LDP budget

LDP senator elect David Leyonhjelm sets out a proposed LDP budget in the AFR this morning.

There are three steps necessary to bring the Australian economy back to health: (1) tax reform and deregulation to boost economic growth; (2) cut government over-spending to immediately bring the budget back to surplus and start paying down the national debt; and (3) structural reforms that ensures government spending is sustainable in the long run.

All good – of course the devil is in the detail. The picture below sums it all up quite nicely (Terje emails a correction: the line labelled ‘government budget’ should read ‘MYEFO’).

LDP budget 1

I have two quibbles: first the use of the phrase ‘so the rich pay their share’ is very problematic and demonstrates entirely the wrong mind set.

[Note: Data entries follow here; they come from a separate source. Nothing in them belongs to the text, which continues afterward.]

//! Service configuration, read from the environment.

use crate::outbound::DEFAULT_API_BASE_URL;
use crate::storage::DEFAULT_CAPACITY;
use crate::webhook::{DEFAULT_WEBHOOK_PATH, WebhookSettings};
use anyhow::{Context, Result};
use std::env;
use std::time::Duration;

/// Complete service configuration
#[derive(Debug, Clone)]
pub struct AppConfig {
    /// Bind host
    pub host: String,

    /// Bind port
    pub port: u16,

    /// wCRM API base URL, without trailing slash
    pub api_base_url: String,

    /// wCRM API key; outbound sends fail while unset
    pub api_key: Option<String>,

    /// Timeout for outbound API requests
    pub http_timeout: Duration,

    /// Webhook path segment, also the default scope key
    pub webhook_path: String,

    /// Whether inbound deliveries are recorded in the history store
    pub store_messages: bool,

    /// History capacity passed to every append
    pub max_stored_messages: usize,

    /// Externally visible base URL, used to report the webhook URL
    pub public_url: Option<String>,
}

impl AppConfig {
    pub fn new() -> Self {
        Self {
            host: "0.0.0.0".to_string(),
            port: 8080,
            api_base_url: DEFAULT_API_BASE_URL.to_string(),
            api_key: None,
            http_timeout: Duration::from_secs(30),
            webhook_path: DEFAULT_WEBHOOK_PATH.to_string(),
            store_messages: true,
            max_stored_messages: DEFAULT_CAPACITY,
            public_url: None,
        }
    }

    /// Loads `.env` (if present) and then the process environment.
    pub fn from_env() -> Result<Self> {
        dotenvy::dotenv().ok();
        Self::from_lookup(|key| env::var(key).ok())
    }

    /// Builds a configuration from an arbitrary variable source.
    pub fn from_lookup(lookup: impl Fn(&str) -> Option<String>) -> Result<Self> {
        let mut config = Self::new();

        if let Some(host) = lookup("APP_HOST") {
            config.host = host;
        }
        if let Some(port) = lookup("APP_PORT") {
            config.port = port
                .parse::<u16>()
                .context("APP_PORT must be a valid u16")?;
        }
        if let Some(url) = lookup("WCRM_API_BASE_URL") {
            config.api_base_url = url.trim_end_matches('/').to_string();
        }
        config.api_key = lookup("WCRM_API_KEY").filter(|key| !key.trim().is_empty());
        if let Some(secs) = lookup("WCRM_HTTP_TIMEOUT_SECS") {
            let secs = secs
                .parse::<u64>()
                .context("WCRM_HTTP_TIMEOUT_SECS must be a whole number of seconds")?;
            config.http_timeout = Duration::from_secs(secs);
        }
        if let Some(path) = lookup("WCRM_WEBHOOK_PATH") {
            config.webhook_path = path.trim_matches('/').to_string();
        }
        if let Some(raw) = lookup("WCRM_STORE_MESSAGES") {
            config.store_messages = parse_bool(&raw)
                .with_context(|| format!("WCRM_STORE_MESSAGES must be a boolean, got '{raw}'"))?;
        }
        if let Some(max) = lookup("WCRM_MAX_STORED_MESSAGES") {
            config.max_stored_messages = max
                .parse::<usize>()
                .context("WCRM_MAX_STORED_MESSAGES must be a non-negative integer")?;
        }
        config.public_url = lookup("WCRM_PUBLIC_URL")
            .filter(|url| !url.trim().is_empty())
            .map(|url| url.trim_end_matches('/').to_string());

        config.validate()?;
        Ok(config)
    }

    /// Set the bind host
    pub fn host(mut self, host: &str) -> Self {
        self.host = host.to_string();
        self
    }

    /// Set the bind port
    pub fn port(mut self, port: u16) -> Self {
        self.port = port;
        self
    }

    /// Set the API key
    pub fn api_key(mut self, api_key: &str) -> Self {
        self.api_key = Some(api_key.to_string());
        self
    }

    /// Set the API base URL
    pub fn api_base_url(mut self, url: &str) -> Self {
        self.api_base_url = url.trim_end_matches('/').to_string();
        self
    }

    /// Set the webhook path
    pub fn webhook_path(mut self, path: &str) -> Self {
        self.webhook_path = path.trim_matches('/').to_string();
        self
    }

    /// Enable or disable history recording
    pub fn store_messages(mut self, enabled: bool) -> Self {
        self.store_messages = enabled;
        self
    }

    /// Set history capacity
    pub fn max_stored_messages(mut self, max: usize) -> Self {
        self.max_stored_messages = max;
        self
    }

    /// Set the public base URL
    pub fn public_url(mut self, url: &str) -> Self {
        self.public_url = Some(url.trim_end_matches('/').to_string());
        self
    }

    /// Validate configuration
    pub fn validate(&self) -> Result<()> {
        if self.webhook_path.is_empty() {
            anyhow::bail!("webhook path cannot be empty");
        }
        if self.webhook_path.contains('/') {
            anyhow::bail!("webhook path must be a single path segment");
        }
        if !self.api_base_url.starts_with("http://") && !self.api_base_url.starts_with("https://")
        {
            anyhow::bail!("API base URL must start with http:// or https://");
        }
        if self.http_timeout.is_zero() {
            anyhow::bail!("HTTP timeout must be > 0");
        }
        Ok(())
    }

    pub fn address(&self) -> String {
        format!("{}:{}", self.host, self.port)
    }

    pub fn webhook_settings(&self) -> WebhookSettings {
        WebhookSettings {
            path: self.webhook_path.clone(),
            store_messages: self.store_messages,
            max_stored_messages: self.max_stored_messages,
            public_base_url: self.public_url.clone(),
        }
    }
}

impl Default for AppConfig {
    fn default() -> Self {
        Self::new()
    }
}

fn parse_bool(raw: &str) -> Option<bool> {
    match raw.trim().to_ascii_lowercase().as_str() {
        "1" | "true" | "yes" | "on" => Some(true),
        "0" | "false" | "no" | "off" => Some(false),
        _ => None,
    }
}
// src/session/callbacks.rs
//! Collaborators the connection session reports to

use super::state::ConnectionState;
use crate::gps::data::Fix;
use crate::serial::DeviceId;
use serde::Serialize;
use tracing::debug;

/// Availability reported to the location consumer
#[derive(Debug, Clone, Copy, PartialEq, Eq, Serialize)]
pub enum DeviceStatus {
    /// Receiver connected, waiting for a fix
    TemporarilyUnavailable,
    OutOfService,
}

/// Consumer of parsed fixes
pub trait LocationSink: Send + Sync {
    /// `None` signals that the fix was lost
    fn publish(&self, fix: Option<&Fix>);

    fn set_device_status(&self, status: DeviceStatus);
}

/// Lifecycle notifications. Every method defaults to a no-op.
pub trait SessionCallbacks: Send + Sync {
    fn on_connected(&self) {}

    fn on_connection_lost(&self) {}

    fn on_stopped(&self) {}

    fn on_state_changed(&self, _old: ConnectionState, _new: ConnectionState) {}

    /// `baud_rate` is 0 when detection failed
    fn on_autobaud_completed(&self, _success: bool, _baud_rate: u32) {}
}

#[derive(Debug, Clone, Copy, Default)]
pub struct NoopCallbacks;

impl SessionCallbacks for NoopCallbacks {}

/// Host-side permission flow; answers arrive later as
/// [`DeviceEvent::PermissionResult`]
pub trait PermissionRequester: Send + Sync {
    fn request_permission(&self, device: &DeviceId);
}

/// Requester used when none is installed; nothing will ever be granted
#[derive(Debug, Clone, Copy, Default)]
pub struct NoPermissionRequester;

impl PermissionRequester for NoPermissionRequester {
    fn request_permission(&self, device: &DeviceId) {
        debug!("No permission requester installed, ignoring request for {}", device);
    }
}

/// Hardware events delivered by the host
#[derive(Debug, Clone, PartialEq, Eq)]
pub enum DeviceEvent {
    Attached(DeviceId),
    Detached(DeviceId),
    PermissionResult { device: DeviceId, granted: bool },
}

The LDP needs to lose that attitude.

My second quibble will generate a lot of controversy in the comments. Including the family home in an assets test is not a good idea.

This keeps coming up time and time again. Apparently there are millionaires living in their own homes who get the age pension. Okay. But let’s think this through. I suspect an actual audit (as opposed to anecdote) of these ‘millionaires’ will uncover a lot of little old ladies – probably widows – who have lived in their family home all their married lives and the suburb around them has gentrified driving up the value of their home. No doubt if these little old ladies were to leave their homes, the house itself could be knocked down and several townhouses erected.

For statists and social planners a policy of removing the elderly from their homes has a lot of benefits; more efficient land use, better allocation of public spending, and so on. Millionaires don’t get welfare. Social planners must find the elderly so annoying in so many ways. On the demand side they under-consume, and on the supply they don’t work and so are unproductive. Not to mention that they often occupy prime real estate in what are now good suburbs.

So as you can tell I’m a bit suspicious of policy recommendations that result in people being removed from their homes because a bureaucrat or politician imagines a better usage of their property.

On the other hand there may well be a policy problem. A reverse mortgage market could solve some problems here.

Overall, however, the LDP budget has much to recommend it.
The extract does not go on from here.